12 August 2007

Where coyness is required --

I had a philosophy professor who walked into the class once and said: "Let's confess: we are not and will never be as good as a Nietzsche or a Kierkegaard or a Hegel. Our levels are somewhat below. So now let us proceed and discuss their works!"

At this point I had a series of reactions which I rehearsed in my head:

"Speak for yourself, missy!"

"If we really are not as good as these guys, then why bother discussing their work? Why pretend that we fathom even a word of what they write? Why not concede that they write for themselves and then sing our own songs, even if no one listens to them? For no one listens to them either... hehe..."

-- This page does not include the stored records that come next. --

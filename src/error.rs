//! Error type shared by level generation, movement, and configuration.

use std::path::PathBuf;

use thiserror::Error;

use crate::spawning::ObjectCategory;

/// Failures that abort an operation without touching game state.
///
/// Blocked moves are not errors: an obstruction without an interactable
/// capability is reported through [`crate::systems::motion::MoveOutcome`].
#[derive(Debug, Error)]
pub enum GameError {
    /// More cells were requested from the position pool than it holds.
    #[error("position pool exhausted: requested {requested} cells but only {available} remain")]
    PoolExhausted { requested: usize, available: usize },

    /// A move request that is not a unit step along exactly one axis.
    #[error("invalid move direction ({dx}, {dy}): exactly one axis must be +/-1")]
    InvalidDirection { dx: i32, dy: i32 },

    /// A count range whose minimum exceeds its maximum.
    #[error("count range [{min}, {max}] is inverted")]
    InvalidCountRange { min: u32, max: u32 },

    /// Board too small to have an interior.
    #[error("board must be at least 3x3, got {columns}x{rows}")]
    BoardTooSmall { columns: i32, rows: i32 },

    /// Move times must be positive; delays must not be negative.
    #[error("invalid {field}: {value}")]
    InvalidTiming { field: &'static str, value: f32 },

    /// A placeable category was configured without any variants.
    #[error("no variants configured for {0}")]
    EmptyCategory(ObjectCategory),

    /// The entity is gone or lacks a `Position`/`Mover`.
    #[error("entity {0:?} cannot move")]
    NotAMover(hecs::Entity),

    /// Levels are numbered from 1.
    #[error("level numbers start at 1")]
    InvalidLevel,

    #[error("failed to read config {}: {source}", path.display())]
    ConfigIo {
        path: PathBuf,
        #[source]
        source: std::io::Error,
    },

    #[error("failed to parse config: {0}")]
    ConfigParse(#[from] serde_json::Error),
}

/// Result alias used throughout the crate.
pub type Result<T> = std::result::Result<T, GameError>;
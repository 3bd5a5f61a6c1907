//! Turn pacing constants (seconds of simulated time).

/// How long the "Day N" overlay blocks input before the first turn
pub const LEVEL_START_DELAY: f32 = 2.0;
/// Pause before autonomous entities start moving each round
pub const TURN_DELAY: f32 = 0.1;
/// Pause between reaching the exit and generating the next level
pub const RESTART_LEVEL_DELAY: f32 = 1.0;
/// Time the controlled entity takes to cross one cell
pub const PLAYER_MOVE_TIME: f32 = 0.1;
/// Time an autonomous entity takes to cross one cell
pub const ENEMY_MOVE_TIME: f32 = 0.1;
/// Squared distance below which an interpolation snaps to its target
pub const ARRIVAL_EPSILON_SQ: f32 = f32::EPSILON;
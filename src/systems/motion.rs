//! One-cell moves with collision detection.
//!
//! Every mover goes through [`attempt_move`]: sweep from the current cell to
//! the neighbouring one, and either start interpolating toward it or hand the
//! obstruction to the mover's collision-response policy.

use hecs::{Entity, World};
use log::debug;

use crate::components::{
    Attackable, Breakable, Collider, Direction, FoodPoints, Motion, Mover, MoverKind, Position,
    VisualPosition,
};
use crate::error::{GameError, Result};
use crate::events::{EventQueue, GameEvent};
use crate::grid::Grid;
use crate::linecast::{linecast, Obstruction};
use crate::systems::animation;

/// The result of a move attempt
#[derive(Debug, Clone, Copy, PartialEq, Eq)]
pub enum MoveOutcome {
    /// Path was clear; the entity now occupies `to` and is interpolating there
    Moved { from: Position, to: Position },
    /// Blocked by something the mover's policy reacts to; the reaction ran
    Interacted { with: Entity },
    /// Blocked by something without an interactable capability; nothing happened
    Blocked(Obstruction),
}

impl MoverKind {
    /// Does `obstruction` expose the capability this kind reacts to?
    pub fn can_interact(&self, world: &World, obstruction: Entity) -> bool {
        match self {
            MoverKind::Controlled { .. } => world.get::<&Breakable>(obstruction).is_ok(),
            MoverKind::Autonomous { .. } => {
                world.get::<&Attackable>(obstruction).is_ok()
                    && world.get::<&FoodPoints>(obstruction).is_ok()
            }
        }
    }

    /// React to being blocked by `obstruction`. Callers check
    /// [`MoverKind::can_interact`] first.
    pub fn on_cant_move(
        &self,
        world: &mut World,
        mover: Entity,
        obstruction: Entity,
        events: &mut EventQueue,
    ) {
        match *self {
            MoverKind::Controlled { wall_damage } => chop_wall(world, obstruction, wall_damage, events),
            MoverKind::Autonomous { food_damage } => {
                let Ok(mut food) = world.get::<&mut FoodPoints>(obstruction) else {
                    return;
                };
                food.current -= food_damage;
                debug!("{mover:?} bit {obstruction:?} for {food_damage}, {} food left", food.current);
                events.push(GameEvent::PlayerBitten {
                    enemy: mover,
                    damage: food_damage,
                    food_left: food.current,
                });
            }
        }
    }
}

fn chop_wall(world: &mut World, wall: Entity, damage: i32, events: &mut EventQueue) {
    let (destroyed, hp_left) = match world.get::<&mut Breakable>(wall) {
        Ok(mut breakable) => (breakable.damage(damage), breakable.hp),
        Err(_) => return,
    };
    if destroyed {
        let at = world.get::<&Position>(wall).map(|p| *p).ok();
        let _ = world.despawn(wall);
        debug!("wall {wall:?} destroyed");
        if let Some(at) = at {
            events.push(GameEvent::WallDestroyed { wall, at });
        }
    } else {
        events.push(GameEvent::WallChopped { wall, hp_left });
    }
}

/// Try to move `entity` one cell in `direction`.
///
/// The mover's own collider is switched off for the sweep and restored
/// afterwards. On success the logical `Position` changes immediately (so later
/// sweeps see the cell as taken) and a [`Motion`] is attached for the
/// interpolation.
pub fn attempt_move(
    world: &mut World,
    grid: &Grid,
    entity: Entity,
    direction: Direction,
    events: &mut EventQueue,
) -> Result<MoveOutcome> {
    let (start, mover) = {
        let pos = world
            .get::<&Position>(entity)
            .map_err(|_| GameError::NotAMover(entity))?;
        let mover = world
            .get::<&Mover>(entity)
            .map_err(|_| GameError::NotAMover(entity))?;
        (*pos, *mover)
    };
    let end = start.offset(direction);

    let was_enabled = set_collider_enabled(world, entity, false);
    let hit = linecast(world, grid, start, end, mover.blocking_mask);
    if let Some(enabled) = was_enabled {
        let _ = set_collider_enabled(world, entity, enabled);
    }

    match hit {
        None => {
            // A previous interpolation still in flight lands exactly first.
            animation::snap_to_target(world, entity, events);
            if let Ok(mut pos) = world.get::<&mut Position>(entity) {
                *pos = end;
            }
            let _ = world.insert_one(
                entity,
                Motion {
                    target: end.as_vec2(),
                },
            );
            if world.get::<&VisualPosition>(entity).is_err() {
                let _ = world.insert_one(entity, VisualPosition::from_position(&start));
            }
            events.push(GameEvent::MoveStarted {
                entity,
                from: start,
                to: end,
                by_player: matches!(mover.kind, MoverKind::Controlled { .. }),
            });
            Ok(MoveOutcome::Moved {
                from: start,
                to: end,
            })
        }
        Some(Obstruction::Entity(other)) if mover.kind.can_interact(world, other) => {
            mover.kind.on_cant_move(world, entity, other, events);
            Ok(MoveOutcome::Interacted { with: other })
        }
        Some(obstruction) => Ok(MoveOutcome::Blocked(obstruction)),
    }
}

/// Returns the previous state, or `None` if the entity has no collider.
fn set_collider_enabled(world: &mut World, entity: Entity, enabled: bool) -> Option<bool> {
    let mut collider = world.get::<&mut Collider>(entity).ok()?;
    let previous = collider.enabled;
    collider.enabled = enabled;
    Some(previous)
}
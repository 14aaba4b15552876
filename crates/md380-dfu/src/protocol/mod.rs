//! Protocol module - DFU requests, MD380 opcodes and response decoding.

pub mod bytes;
pub mod constants;
pub mod status;

pub use bytes::{hexdump, le32_at, u8_widen};
pub use constants::*;
pub use status::{DfuState, DfuStatus, DfuStatusCode};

"How happily you believe in degrees of goodness - 'we are not as good as [them]' - as if you are initiating us to the secrets of the wretched, as if the latter deserve their happiness too... Isn't it true that even the presumed readers of these people's works are also on the same level as these people, that there is only an absolute understanding of them, corresponding to that sublime level where no words can reach, and that the half-way understandings of the average have no reality whatsoever?"

"Can you show some modesty please?"

Then I was briefly woken up from my imaginative musings by these judgmental words from the one person who was actually speaking in the class: "Nietzsche... hmmph... if that sort of surrender to nature and appeal to child-like playfulness appeals to you....!" Well.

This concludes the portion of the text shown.